• Prompt: Select all lines in the records that include "content".

BEGIN Records for processing

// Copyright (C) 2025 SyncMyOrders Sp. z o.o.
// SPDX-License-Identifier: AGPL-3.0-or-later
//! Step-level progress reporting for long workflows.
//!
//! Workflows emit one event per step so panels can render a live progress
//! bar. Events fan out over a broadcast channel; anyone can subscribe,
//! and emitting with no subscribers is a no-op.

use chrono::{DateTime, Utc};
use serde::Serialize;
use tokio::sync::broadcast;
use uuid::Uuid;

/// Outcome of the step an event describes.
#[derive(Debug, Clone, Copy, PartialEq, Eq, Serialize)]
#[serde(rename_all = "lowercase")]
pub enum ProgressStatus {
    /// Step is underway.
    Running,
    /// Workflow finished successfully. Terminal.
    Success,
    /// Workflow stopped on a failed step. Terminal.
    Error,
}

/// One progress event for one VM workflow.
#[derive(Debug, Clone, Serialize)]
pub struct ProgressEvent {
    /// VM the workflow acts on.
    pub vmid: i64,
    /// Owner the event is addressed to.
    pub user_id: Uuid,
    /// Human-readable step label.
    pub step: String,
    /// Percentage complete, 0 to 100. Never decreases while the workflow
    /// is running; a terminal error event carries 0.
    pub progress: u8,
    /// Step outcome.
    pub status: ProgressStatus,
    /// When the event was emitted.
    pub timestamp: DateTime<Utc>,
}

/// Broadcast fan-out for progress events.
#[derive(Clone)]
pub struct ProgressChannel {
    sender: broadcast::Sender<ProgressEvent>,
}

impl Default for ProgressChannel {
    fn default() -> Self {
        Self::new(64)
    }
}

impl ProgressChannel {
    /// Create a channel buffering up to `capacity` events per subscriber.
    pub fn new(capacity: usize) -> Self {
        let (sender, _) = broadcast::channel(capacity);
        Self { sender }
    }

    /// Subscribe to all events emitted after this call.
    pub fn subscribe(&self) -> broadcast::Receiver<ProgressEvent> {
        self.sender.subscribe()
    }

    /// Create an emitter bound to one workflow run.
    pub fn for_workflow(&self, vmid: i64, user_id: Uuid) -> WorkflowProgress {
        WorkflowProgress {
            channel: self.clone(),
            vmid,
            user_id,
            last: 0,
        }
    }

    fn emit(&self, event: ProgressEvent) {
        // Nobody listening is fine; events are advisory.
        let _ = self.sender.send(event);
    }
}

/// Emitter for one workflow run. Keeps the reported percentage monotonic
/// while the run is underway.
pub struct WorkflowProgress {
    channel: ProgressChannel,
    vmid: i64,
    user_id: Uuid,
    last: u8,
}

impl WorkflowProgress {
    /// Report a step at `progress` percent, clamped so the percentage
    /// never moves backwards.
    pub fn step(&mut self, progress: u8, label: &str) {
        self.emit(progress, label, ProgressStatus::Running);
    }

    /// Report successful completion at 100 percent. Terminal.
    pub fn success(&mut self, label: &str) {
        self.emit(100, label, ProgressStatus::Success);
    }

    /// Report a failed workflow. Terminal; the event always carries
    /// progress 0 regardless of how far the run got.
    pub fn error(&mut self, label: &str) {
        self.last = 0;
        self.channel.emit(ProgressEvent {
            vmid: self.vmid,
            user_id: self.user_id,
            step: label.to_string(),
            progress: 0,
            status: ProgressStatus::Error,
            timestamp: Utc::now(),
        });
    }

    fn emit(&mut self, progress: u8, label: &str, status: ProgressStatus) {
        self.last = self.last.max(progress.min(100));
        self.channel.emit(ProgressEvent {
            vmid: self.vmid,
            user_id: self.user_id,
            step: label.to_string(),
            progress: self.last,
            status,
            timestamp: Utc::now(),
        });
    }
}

END Records for processing
BEGIN Records for processing

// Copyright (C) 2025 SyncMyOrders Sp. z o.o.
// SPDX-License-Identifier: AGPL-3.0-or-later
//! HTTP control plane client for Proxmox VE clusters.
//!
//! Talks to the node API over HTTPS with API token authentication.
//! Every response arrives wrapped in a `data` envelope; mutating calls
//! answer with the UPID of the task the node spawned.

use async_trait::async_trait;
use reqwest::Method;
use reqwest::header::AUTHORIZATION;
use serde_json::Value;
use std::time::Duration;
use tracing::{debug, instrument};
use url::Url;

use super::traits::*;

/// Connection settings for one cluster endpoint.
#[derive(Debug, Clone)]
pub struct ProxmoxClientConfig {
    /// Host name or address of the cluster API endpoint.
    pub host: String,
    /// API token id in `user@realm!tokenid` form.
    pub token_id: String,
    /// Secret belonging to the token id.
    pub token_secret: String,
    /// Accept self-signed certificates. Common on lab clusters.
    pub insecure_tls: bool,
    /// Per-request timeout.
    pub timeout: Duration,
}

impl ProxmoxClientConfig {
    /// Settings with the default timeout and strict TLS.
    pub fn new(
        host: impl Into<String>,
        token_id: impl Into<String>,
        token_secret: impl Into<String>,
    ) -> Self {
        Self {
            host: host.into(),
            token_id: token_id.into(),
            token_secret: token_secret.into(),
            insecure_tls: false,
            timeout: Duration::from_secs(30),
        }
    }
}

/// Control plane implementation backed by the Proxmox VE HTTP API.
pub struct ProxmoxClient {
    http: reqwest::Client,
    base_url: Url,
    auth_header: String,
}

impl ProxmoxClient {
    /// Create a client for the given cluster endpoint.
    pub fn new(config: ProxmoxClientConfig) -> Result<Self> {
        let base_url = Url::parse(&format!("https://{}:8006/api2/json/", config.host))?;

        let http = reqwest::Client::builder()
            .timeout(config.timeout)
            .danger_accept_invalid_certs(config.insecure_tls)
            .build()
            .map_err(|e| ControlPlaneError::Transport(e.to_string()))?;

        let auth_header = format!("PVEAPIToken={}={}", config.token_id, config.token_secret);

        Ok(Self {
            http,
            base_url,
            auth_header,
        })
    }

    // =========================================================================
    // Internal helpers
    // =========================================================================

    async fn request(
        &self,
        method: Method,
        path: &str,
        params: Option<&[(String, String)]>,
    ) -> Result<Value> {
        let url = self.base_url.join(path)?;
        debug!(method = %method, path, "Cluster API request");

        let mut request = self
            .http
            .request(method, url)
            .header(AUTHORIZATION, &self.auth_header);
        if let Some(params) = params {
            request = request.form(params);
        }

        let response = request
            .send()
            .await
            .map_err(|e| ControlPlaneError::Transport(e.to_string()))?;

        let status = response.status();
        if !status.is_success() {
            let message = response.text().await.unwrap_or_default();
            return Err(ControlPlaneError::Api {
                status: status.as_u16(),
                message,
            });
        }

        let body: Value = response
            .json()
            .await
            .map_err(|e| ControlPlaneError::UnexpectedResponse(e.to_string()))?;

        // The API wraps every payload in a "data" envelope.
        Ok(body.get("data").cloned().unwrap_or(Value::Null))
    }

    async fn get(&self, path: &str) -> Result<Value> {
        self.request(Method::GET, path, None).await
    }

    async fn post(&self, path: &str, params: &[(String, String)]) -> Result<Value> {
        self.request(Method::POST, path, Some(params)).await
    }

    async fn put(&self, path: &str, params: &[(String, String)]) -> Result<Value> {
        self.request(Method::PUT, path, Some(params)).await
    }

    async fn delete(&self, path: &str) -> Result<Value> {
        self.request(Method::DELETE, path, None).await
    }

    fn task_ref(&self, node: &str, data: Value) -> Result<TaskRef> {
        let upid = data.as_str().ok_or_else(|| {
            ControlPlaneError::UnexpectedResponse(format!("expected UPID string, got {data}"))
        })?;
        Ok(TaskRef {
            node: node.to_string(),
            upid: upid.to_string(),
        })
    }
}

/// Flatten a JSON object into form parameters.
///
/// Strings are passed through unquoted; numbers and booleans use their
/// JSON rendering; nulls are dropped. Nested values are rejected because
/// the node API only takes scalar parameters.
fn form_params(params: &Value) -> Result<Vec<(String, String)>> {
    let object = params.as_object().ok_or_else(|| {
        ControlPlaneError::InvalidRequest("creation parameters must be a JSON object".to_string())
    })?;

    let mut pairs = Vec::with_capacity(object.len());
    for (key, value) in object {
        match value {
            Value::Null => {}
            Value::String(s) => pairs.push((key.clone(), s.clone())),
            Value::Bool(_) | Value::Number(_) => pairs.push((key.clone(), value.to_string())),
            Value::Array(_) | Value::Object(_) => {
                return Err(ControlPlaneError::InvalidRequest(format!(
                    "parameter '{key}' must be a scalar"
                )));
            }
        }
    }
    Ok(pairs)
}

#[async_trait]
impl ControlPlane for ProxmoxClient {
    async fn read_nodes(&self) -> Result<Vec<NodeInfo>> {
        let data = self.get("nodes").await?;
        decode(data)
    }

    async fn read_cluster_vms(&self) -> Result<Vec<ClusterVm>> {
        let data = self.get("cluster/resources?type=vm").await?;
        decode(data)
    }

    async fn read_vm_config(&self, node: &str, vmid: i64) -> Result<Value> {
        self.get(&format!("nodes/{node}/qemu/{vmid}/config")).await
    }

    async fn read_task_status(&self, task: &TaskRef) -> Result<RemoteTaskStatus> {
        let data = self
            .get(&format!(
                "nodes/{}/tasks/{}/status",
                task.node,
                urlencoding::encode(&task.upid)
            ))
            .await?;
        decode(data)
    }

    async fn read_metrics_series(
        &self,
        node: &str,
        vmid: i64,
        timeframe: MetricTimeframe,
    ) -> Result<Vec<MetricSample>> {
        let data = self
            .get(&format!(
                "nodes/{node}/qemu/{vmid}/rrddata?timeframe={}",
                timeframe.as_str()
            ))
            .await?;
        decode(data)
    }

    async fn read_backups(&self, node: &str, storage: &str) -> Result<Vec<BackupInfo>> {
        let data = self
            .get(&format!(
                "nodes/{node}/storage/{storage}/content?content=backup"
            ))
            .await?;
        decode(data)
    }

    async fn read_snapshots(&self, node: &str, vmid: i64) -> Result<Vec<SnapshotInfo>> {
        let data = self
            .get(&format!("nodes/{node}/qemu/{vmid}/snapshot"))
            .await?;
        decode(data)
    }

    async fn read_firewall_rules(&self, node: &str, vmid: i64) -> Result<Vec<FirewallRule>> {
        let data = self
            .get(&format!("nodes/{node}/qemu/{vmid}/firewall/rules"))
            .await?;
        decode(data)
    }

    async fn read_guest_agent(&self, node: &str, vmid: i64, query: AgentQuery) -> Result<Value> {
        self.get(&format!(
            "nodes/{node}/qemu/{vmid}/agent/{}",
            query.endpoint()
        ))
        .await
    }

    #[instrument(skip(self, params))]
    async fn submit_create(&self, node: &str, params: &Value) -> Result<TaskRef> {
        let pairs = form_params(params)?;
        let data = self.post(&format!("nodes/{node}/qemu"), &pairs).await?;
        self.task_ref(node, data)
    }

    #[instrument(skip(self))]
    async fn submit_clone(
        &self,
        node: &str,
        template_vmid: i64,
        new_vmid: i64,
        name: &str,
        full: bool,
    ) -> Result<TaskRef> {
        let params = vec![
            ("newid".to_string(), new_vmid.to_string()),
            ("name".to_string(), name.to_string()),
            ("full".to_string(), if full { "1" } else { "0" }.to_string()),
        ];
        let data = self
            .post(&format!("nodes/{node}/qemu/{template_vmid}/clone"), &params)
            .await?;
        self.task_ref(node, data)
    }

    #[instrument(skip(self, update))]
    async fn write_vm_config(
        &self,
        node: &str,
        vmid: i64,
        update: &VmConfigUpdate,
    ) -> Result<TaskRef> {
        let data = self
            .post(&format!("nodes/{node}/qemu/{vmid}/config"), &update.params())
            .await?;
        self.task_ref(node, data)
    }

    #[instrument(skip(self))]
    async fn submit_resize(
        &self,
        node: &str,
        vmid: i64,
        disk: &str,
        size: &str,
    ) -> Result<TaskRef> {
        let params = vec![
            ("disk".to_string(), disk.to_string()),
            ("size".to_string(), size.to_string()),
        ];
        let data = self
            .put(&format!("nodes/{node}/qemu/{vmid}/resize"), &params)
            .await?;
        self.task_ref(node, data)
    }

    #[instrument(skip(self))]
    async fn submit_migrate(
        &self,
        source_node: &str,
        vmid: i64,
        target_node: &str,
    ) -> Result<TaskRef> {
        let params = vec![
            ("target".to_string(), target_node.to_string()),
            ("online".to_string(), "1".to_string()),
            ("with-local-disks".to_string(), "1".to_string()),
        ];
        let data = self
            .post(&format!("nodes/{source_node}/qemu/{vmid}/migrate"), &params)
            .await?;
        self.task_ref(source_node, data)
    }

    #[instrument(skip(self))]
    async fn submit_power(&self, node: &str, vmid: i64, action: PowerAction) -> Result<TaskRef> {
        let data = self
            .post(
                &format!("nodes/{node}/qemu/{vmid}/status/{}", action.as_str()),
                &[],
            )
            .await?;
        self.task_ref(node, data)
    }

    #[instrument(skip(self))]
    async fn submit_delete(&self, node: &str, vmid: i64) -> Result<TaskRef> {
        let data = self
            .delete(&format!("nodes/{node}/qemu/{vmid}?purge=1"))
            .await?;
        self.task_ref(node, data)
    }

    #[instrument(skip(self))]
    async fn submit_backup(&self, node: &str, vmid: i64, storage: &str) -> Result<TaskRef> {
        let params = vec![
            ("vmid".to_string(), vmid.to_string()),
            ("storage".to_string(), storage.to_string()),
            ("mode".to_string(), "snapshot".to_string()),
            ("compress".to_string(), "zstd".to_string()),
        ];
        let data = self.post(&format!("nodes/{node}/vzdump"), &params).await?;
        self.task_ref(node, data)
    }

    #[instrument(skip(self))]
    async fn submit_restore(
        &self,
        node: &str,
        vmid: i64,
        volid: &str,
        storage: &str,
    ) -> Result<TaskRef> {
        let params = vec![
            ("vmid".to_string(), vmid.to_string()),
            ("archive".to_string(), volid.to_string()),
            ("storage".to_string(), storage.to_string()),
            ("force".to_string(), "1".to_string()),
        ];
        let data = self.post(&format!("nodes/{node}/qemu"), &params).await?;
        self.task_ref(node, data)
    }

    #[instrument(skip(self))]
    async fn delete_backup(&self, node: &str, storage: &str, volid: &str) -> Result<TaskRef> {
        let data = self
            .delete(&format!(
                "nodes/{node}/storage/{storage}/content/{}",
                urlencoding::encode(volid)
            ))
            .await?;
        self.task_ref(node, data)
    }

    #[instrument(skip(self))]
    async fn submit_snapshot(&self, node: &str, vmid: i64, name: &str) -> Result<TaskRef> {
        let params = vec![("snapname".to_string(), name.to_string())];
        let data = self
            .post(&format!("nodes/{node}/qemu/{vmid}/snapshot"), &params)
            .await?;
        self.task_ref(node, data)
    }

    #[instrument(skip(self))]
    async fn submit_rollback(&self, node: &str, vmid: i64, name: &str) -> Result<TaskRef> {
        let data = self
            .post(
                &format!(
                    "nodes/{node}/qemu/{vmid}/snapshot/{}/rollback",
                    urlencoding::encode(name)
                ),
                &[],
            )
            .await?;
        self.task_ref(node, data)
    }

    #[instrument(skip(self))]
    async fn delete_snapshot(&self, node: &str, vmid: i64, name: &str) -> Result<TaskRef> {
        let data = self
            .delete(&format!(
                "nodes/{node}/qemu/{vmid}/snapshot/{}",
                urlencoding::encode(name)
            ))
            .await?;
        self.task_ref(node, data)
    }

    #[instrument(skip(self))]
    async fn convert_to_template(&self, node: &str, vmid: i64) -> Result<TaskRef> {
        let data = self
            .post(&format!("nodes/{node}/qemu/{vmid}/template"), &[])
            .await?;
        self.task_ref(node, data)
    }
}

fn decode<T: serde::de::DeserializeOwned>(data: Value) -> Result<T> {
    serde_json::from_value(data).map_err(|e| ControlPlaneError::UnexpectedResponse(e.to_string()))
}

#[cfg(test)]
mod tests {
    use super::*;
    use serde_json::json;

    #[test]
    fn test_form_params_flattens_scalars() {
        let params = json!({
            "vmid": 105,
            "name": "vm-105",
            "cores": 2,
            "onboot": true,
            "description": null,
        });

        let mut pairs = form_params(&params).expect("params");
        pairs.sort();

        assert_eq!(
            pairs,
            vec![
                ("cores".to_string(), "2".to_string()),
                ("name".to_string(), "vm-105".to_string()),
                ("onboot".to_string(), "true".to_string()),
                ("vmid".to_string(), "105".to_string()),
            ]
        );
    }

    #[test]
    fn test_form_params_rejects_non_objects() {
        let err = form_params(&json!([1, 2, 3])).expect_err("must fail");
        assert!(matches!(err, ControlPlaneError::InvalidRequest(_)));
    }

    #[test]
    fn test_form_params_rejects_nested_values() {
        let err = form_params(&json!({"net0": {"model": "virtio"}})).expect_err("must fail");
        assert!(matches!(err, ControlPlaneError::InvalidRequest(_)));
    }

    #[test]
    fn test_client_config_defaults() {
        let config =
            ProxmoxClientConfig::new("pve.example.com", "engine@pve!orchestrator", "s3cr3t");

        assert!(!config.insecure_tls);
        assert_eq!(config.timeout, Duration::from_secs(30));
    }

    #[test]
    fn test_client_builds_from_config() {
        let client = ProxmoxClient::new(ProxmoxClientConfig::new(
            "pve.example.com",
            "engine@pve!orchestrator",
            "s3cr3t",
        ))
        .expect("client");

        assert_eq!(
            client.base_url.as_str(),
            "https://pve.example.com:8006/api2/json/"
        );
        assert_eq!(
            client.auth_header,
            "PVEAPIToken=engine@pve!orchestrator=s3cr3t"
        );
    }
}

END Records for processing

• Answer:
                "nodes/{node}/storage/{storage}/content?content=backup"
                "nodes/{node}/storage/{storage}/content/{}",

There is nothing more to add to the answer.